# How to complete this task:
How many lines in the material below contain the word "UsageStorage"? Write only the number.

::::

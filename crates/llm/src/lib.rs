//! Downstream text generation for the gatekeeper.
//!
//! The gateway only needs one capability from the model: turn a prompt into text. [`Generator`] is that seam;
//! [`from_config`] builds the OpenAI compatible implementation used in production.

use std::sync::Arc;

use config::LlmConfig;

mod error;
mod messages;
mod provider;

pub use error::LlmError;
pub use provider::Generator;

pub(crate) type Result<T> = std::result::Result<T, LlmError>;

/// Creates the generator described by the configuration.
pub fn from_config(config: &LlmConfig) -> anyhow::Result<Arc<dyn Generator>> {
    if let Some(warning) = credentials_warning(config) {
        log::warn!("{warning}");
    }

    let provider = provider::openai::OpenAIProvider::new(config.clone())
        .map_err(|e| anyhow::anyhow!("Failed to initialize LLM provider: {e}"))?;

    log::debug!("Generation uses model '{}' at {}", config.model, provider.base_url());

    Ok(Arc::new(provider))
}

fn credentials_warning(config: &LlmConfig) -> Option<&'static str> {
    config
        .api_key
        .is_none()
        .then_some("No API key configured in [llm]; generation requests will be sent unauthenticated")
}
//! In-memory usage storage.

use std::time::Duration;

use dashmap::DashMap;
use tokio::time::Instant;

use super::{UsageRecord, UsageStorage};

/// Process-local usage records keyed by identity.
///
/// Each key lives in a `DashMap` shard; the shard's write lock is held for the whole read-modify-write of
/// [`UsageStorage::record_request`], which makes increment-then-compare atomic per key on a multi-threaded runtime.
#[derive(Default)]
pub struct InMemoryStorage {
    records: DashMap<String, UsageRecord>,
}

impl InMemoryStorage {
    /// Create a new in-memory storage instance.
    pub fn new() -> Self {
        Self::default()
    }
}

impl UsageStorage for InMemoryStorage {
    fn record_request(&self, key: &str, window: Duration) -> UsageRecord {
        let now = Instant::now();

        let mut record = self.records.entry(key.to_string()).or_insert_with(|| {
            log::debug!("Creating usage record for key '{key}'");

            UsageRecord {
                count: 0,
                window_start: now,
            }
        });

        if record.is_expired(now, window) {
            log::debug!("Window elapsed for key '{key}' after {} requests, resetting", record.count);

            *record = UsageRecord {
                count: 0,
                window_start: now,
            };
        }

        record.count = record.count.saturating_add(1);

        *record
    }

    fn get(&self, key: &str) -> Option<UsageRecord> {
        self.records.get(key).map(|record| *record)
    }

    fn evict_older_than(&self, max_age: Duration) -> usize {
        let now = Instant::now();
        let before = self.records.len();

        self.records.retain(|_, record| !record.is_expired(now, max_age));

        before.saturating_sub(self.records.len())
    }

    fn len(&self) -> usize {
        self.records.len()
    }
}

::::

# Solved problem:
3